The crisis of climate change has led to the creation of many new activist organizations with many different focuses, and procreation has not been left out of the picture. Groups like BirthStrike, Our Children’s Earth Foundation and Conceivable Future, to name a few, have formed to bring public attention to the impact a changing climate will have not just on the youngest among us, but on those who haven’t even been born yet, as well as the reproductive issues that go along with birth and parenting.

“In both our personal experiences, and our developing political analysis, the question of whether or not our world would be safe enough for another generation lay at the very heart of the climate crisis, but people were not discussing it,” wrote Meghan Kallman and Josephine Ferorelli, the millennial founders of Conceivable Future, when reached by email. Through their women-led organization, they hope to put pressure on the U.S. to both end fossil fuel subsidies and support reproductive justice.

Don’t confuse these efforts with the controversial, and often racist, topic of population control. Instead, younger generations are bringing the conversation about child wellbeing and climate change to the forefront without passing judgement no matter what decision people make, whether that’s to have no children or to reproduce freely.

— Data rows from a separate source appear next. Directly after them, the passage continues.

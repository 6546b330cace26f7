//! Reproducible inputs for exercising the selector, and a brute-force check of its answers.

use rand::seq::SliceRandom;
use rand::{Rng, SeedableRng};
use rand_chacha::ChaCha8Rng;

/// Shape of a generated input.
#[derive(Debug, Clone, Copy, PartialEq, Eq)]
pub enum Distribution {
    /// Uniform values in `0..max`.
    Random { max: i64 },
    /// Only ten distinct values (`0, 100, ..., 900`), shuffled.
    ManyDuplicates,
    /// `1..=n` in order.
    Ascending,
    /// `n..=1` in order.
    Descending,
    /// Two separated clusters, `1..=n/2` and `1000..`, shuffled together.
    Bimodal,
}

impl Distribution {
    pub fn name(&self) -> &'static str {
        match self {
            Distribution::Random { .. } => "random",
            Distribution::ManyDuplicates => "many duplicates",
            Distribution::Ascending => "ascending",
            Distribution::Descending => "descending",
            Distribution::Bimodal => "bimodal",
        }
    }
}

pub fn generate(dist: Distribution, n: usize, seed: u64) -> Vec<i64> {
    let mut rng = ChaCha8Rng::seed_from_u64(seed);
    match dist {
        Distribution::Random { max } => (0..n).map(|_| rng.gen_range(0..max.max(1))).collect(),
        Distribution::ManyDuplicates => {
            let mut v: Vec<i64> = (0..n).map(|i| (i % 10) as i64 * 100).collect();
            v.shuffle(&mut rng);
            v
        }
        Distribution::Ascending => (1..=n as i64).collect(),
        Distribution::Descending => (1..=n as i64).rev().collect(),
        Distribution::Bimodal => {
            let half = n / 2;
            let mut v: Vec<i64> = (0..n)
                .map(|i| {
                    if i < half {
                        i as i64 + 1
                    } else {
                        (i - half) as i64 + 1000
                    }
                })
                .collect();
            v.shuffle(&mut rng);
            v
        }
    }
}

/// Both ends, their neighbours and the quartiles.
pub fn probe_ranks(n: usize) -> Vec<usize> {
    let mut ranks: Vec<usize> = [1, 2, n / 4, n / 2, 3 * n / 4, n.saturating_sub(1), n]
        .into_iter()
        .filter(|&k| k >= 1 && k <= n)
        .collect();
    ranks.sort_unstable();
    ranks.dedup();
    ranks
}

pub fn verify_kth<T: Ord + Clone>(seq: &[T], k: usize, candidate: &T) -> bool {
    if k == 0 || k > seq.len() {
        return false;
    }
    let mut sorted = seq.to_vec();
    sorted.sort();
    sorted[k - 1] == *candidate
}
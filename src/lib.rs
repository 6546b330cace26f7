pub mod cs;
pub mod error;

pub use cs::selection;
pub use cs::selection::{linear_select, select_kth, select_median, PivotStrategy, Selector};
pub use error::{Result, SelectError};
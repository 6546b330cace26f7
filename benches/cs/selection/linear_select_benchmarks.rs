use bfprt::selection::{generate, Distribution};
use bfprt::{PivotStrategy, Selector};
use criterion::{black_box, criterion_group, criterion_main, BatchSize, BenchmarkId, Criterion};

fn bench_distribution(c: &mut Criterion, dist: Distribution) {
    let mut group = c.benchmark_group(format!("select_median/{}", dist.name()));

    for &size in &[1_000usize, 10_000, 100_000] {
        let data = generate(dist, size, 42);
        let k = (size + 1) / 2;

        for strategy in [PivotStrategy::NestedMedians, PivotStrategy::SelectedMedian] {
            let selector = Selector::new(strategy);
            group.bench_with_input(
                BenchmarkId::new(format!("{:?}", strategy), size),
                &data,
                |b, data| {
                    b.iter_batched_ref(
                        || data.clone(),
                        |v| black_box(selector.select_kth(v, k)),
                        BatchSize::LargeInput,
                    )
                },
            );
        }

        group.bench_with_input(BenchmarkId::new("select_nth_unstable", size), &data, |b, data| {
            b.iter_batched_ref(
                || data.clone(),
                |v| *black_box(v.select_nth_unstable(k - 1).1),
                BatchSize::LargeInput,
            )
        });

        group.bench_with_input(BenchmarkId::new("sort_unstable", size), &data, |b, data| {
            b.iter_batched_ref(
                || data.clone(),
                |v| {
                    v.sort_unstable();
                    black_box(v[k - 1])
                },
                BatchSize::LargeInput,
            )
        });
    }

    group.finish();
}

fn bench_selection(c: &mut Criterion) {
    bench_distribution(c, Distribution::Random { max: 1_000_000 });
    bench_distribution(c, Distribution::ManyDuplicates);
    bench_distribution(c, Distribution::Descending);
    bench_distribution(c, Distribution::Bimodal);
}

criterion_group!(benches, bench_selection);
criterion_main!(benches);
use rand::{Rng, SeedableRng};
use rand_chacha::ChaCha8Rng;

use crate::cs::selection::{
    generate, linear_select, select_kth, Distribution, PivotStrategy, Selector,
};

const STRATEGIES: [PivotStrategy; 2] = [PivotStrategy::NestedMedians, PivotStrategy::SelectedMedian];

fn random_vec(rng: &mut ChaCha8Rng, n: usize, max: i32) -> Vec<i32> {
    (0..n).map(|_| rng.gen_range(0..max)).collect()
}

fn sorted_copy<T: Ord + Clone>(v: &[T]) -> Vec<T> {
    let mut s = v.to_vec();
    s.sort();
    s
}

#[test]
fn test_matches_sort_on_random_inputs() {
    let mut rng = ChaCha8Rng::seed_from_u64(7);
    for strategy in STRATEGIES {
        let selector = Selector::new(strategy);
        for _ in 0..200 {
            let n = rng.gen_range(1..300);
            let data = random_vec(&mut rng, n, 1000);
            let k = rng.gen_range(1..=n);
            let expected = sorted_copy(&data)[k - 1];
            assert_eq!(selector.select_kth(&mut data.clone(), k), Ok(expected));
        }
    }
}

#[test]
fn test_every_rank_reproduces_sort() {
    let mut rng = ChaCha8Rng::seed_from_u64(11);
    for strategy in STRATEGIES {
        let selector = Selector::new(strategy);
        for n in [1, 2, 5, 6, 7, 24, 25, 26, 101] {
            let data = random_vec(&mut rng, n, 40);
            let ranked: Vec<i32> = (1..=n)
                .map(|k| selector.select_kth(&mut data.clone(), k).unwrap())
                .collect();
            assert_eq!(ranked, sorted_copy(&data), "n={} {:?}", n, strategy);
        }
    }
}

#[test]
fn test_permutation_invariant() {
    let mut rng = ChaCha8Rng::seed_from_u64(13);
    for strategy in STRATEGIES {
        let data = random_vec(&mut rng, 997, 100);
        let mut work = data.clone();
        Selector::new(strategy).select_kth(&mut work, 400).unwrap();
        assert_eq!(sorted_copy(&work), sorted_copy(&data));
    }
}

#[test]
fn test_subrange_selection_keeps_outside_elements() {
    let mut rng = ChaCha8Rng::seed_from_u64(17);
    let data = random_vec(&mut rng, 120, 1000);
    let (left, right) = (13, 97);
    for k in [1, 10, 42, 85] {
        let mut work = data.clone();
        let expected = sorted_copy(&data[left..=right])[k - 1];
        assert_eq!(linear_select(&mut work, left, right, k), Ok(expected));
        assert_eq!(work[..left], data[..left]);
        assert_eq!(work[right + 1..], data[right + 1..]);
        assert_eq!(sorted_copy(&work[left..=right]), sorted_copy(&data[left..=right]));
    }
}

#[test]
fn test_duplicate_runs() {
    for strategy in STRATEGIES {
        let selector = Selector::new(strategy);
        let data = generate(Distribution::ManyDuplicates, 1000, 99999);
        // Each of the ten values fills a run of 100 ranks.
        for k in [1, 100, 101, 150, 500, 501, 999, 1000] {
            let expected = ((k as i64 - 1) / 100) * 100;
            assert_eq!(selector.select_kth(&mut data.clone(), k), Ok(expected));
        }
    }
}

#[test]
fn test_few_distinct_values() {
    let mut rng = ChaCha8Rng::seed_from_u64(19);
    for _ in 0..50 {
        let n = rng.gen_range(6..200);
        let data = random_vec(&mut rng, n, 3);
        let sorted = sorted_copy(&data);
        for k in [1, n / 2 + 1, n] {
            assert_eq!(select_kth(&mut data.clone(), k), Ok(sorted[k - 1]));
        }
    }
}

#[test]
fn test_boundaries() {
    let mut rng = ChaCha8Rng::seed_from_u64(23);
    let data = random_vec(&mut rng, 333, 10_000);
    let min = *data.iter().min().unwrap();
    let max = *data.iter().max().unwrap();
    assert_eq!(select_kth(&mut data.clone(), 1), Ok(min));
    assert_eq!(select_kth(&mut data.clone(), data.len()), Ok(max));
    assert_eq!(select_kth(&mut vec![-7], 1), Ok(-7));
}

#[test]
fn test_structured_distributions() {
    for dist in [
        Distribution::Ascending,
        Distribution::Descending,
        Distribution::Bimodal,
    ] {
        let data = generate(dist, 5000, 88888);
        let sorted = sorted_copy(&data);
        for k in [1, 2, 1250, 2500, 3750, 4999, 5000] {
            for strategy in STRATEGIES {
                let got = Selector::new(strategy).select_kth(&mut data.clone(), k);
                assert_eq!(got, Ok(sorted[k - 1]), "{} k={}", dist.name(), k);
            }
        }
    }
}

#[test]
fn test_adversarial_large_input() {
    // Sawtooth of sorted runs, a classic bad case for first-element pivots.
    let data: Vec<u32> = (0..100_000u32).map(|i| (i % 5_000) * 20 + i / 5_000).collect();
    let sorted = sorted_copy(&data);
    for k in [1, 33_333, 50_000, 100_000] {
        assert_eq!(select_kth(&mut data.clone(), k), Ok(sorted[k - 1]));
    }
}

That said, there are a growing number of millennials considering not having children, and don’t count it out as a hysterical reaction to an uncertain future. As Kallman and Ferorelli pointed out, the U.S. border crisis is a reproductive rights crisis, and one that is exacerbated by climate change. And remember the Zika virus scare? They also noted that with an increase in temperature comes a spread in mosquito-borne illnesses like Zika, and while that’s no longer making headlines, it’s part of a whole slate of concerns that are forcing millennials to rethink their family prospects.

“If people are too frightened, ill, poor, insecure in their housing, food or water, to have the family life they want, then we are failing in our efforts. Right now we are failing in our efforts,” wrote the women. “Younger generations are, perforce, feeling the pressure in ways older generations did not, and will have to clean up any messes our parents and grandparents do not. This shouldn’t shape our reproductive lives, but it inevitably will, in complex ways.”

The American dream 2.0? 

Maybe millennials won’t judge their success by their storage units. Maybe there will be more single children than Von Trapps. Maybe there will be more manufacturing jobs than pencil pushers. But despite all the alterations currently underway on the American dream, and the fiery climate future causing them, the youngest generation is also the most optimistic.

In another Pew survey from 2018, when asked about the future standard of living for American families, it was the adults 18-29 who were the most optimistic, with 28 percent saying it would get better over the next 30 years, versus only 15 percent of adults 50 to 64 agreeing. (We’d insert an OK boomer joke, but our Gen Z intern said that’s passé.)

To paraphrase one Von Trapp, while the door might be closing on one version of the American dream, a window is opening on another, and it might not be as different as people fear. 

Of course it’s going to change the way that we live, but we believe that it’s entirely possible for people to have abundance in their lives under a Green New Deal,” said Sunrise’s Karasek. “What we’re focusing on is ensuring that there’s no one who has to lose their life or livelihood to a crisis that’s 100% preventable, and that we have to completely transform how our society runs in order to do that.”

A nation that is focused on the common good instead of the profit of the few? Boy, that does sound familiar.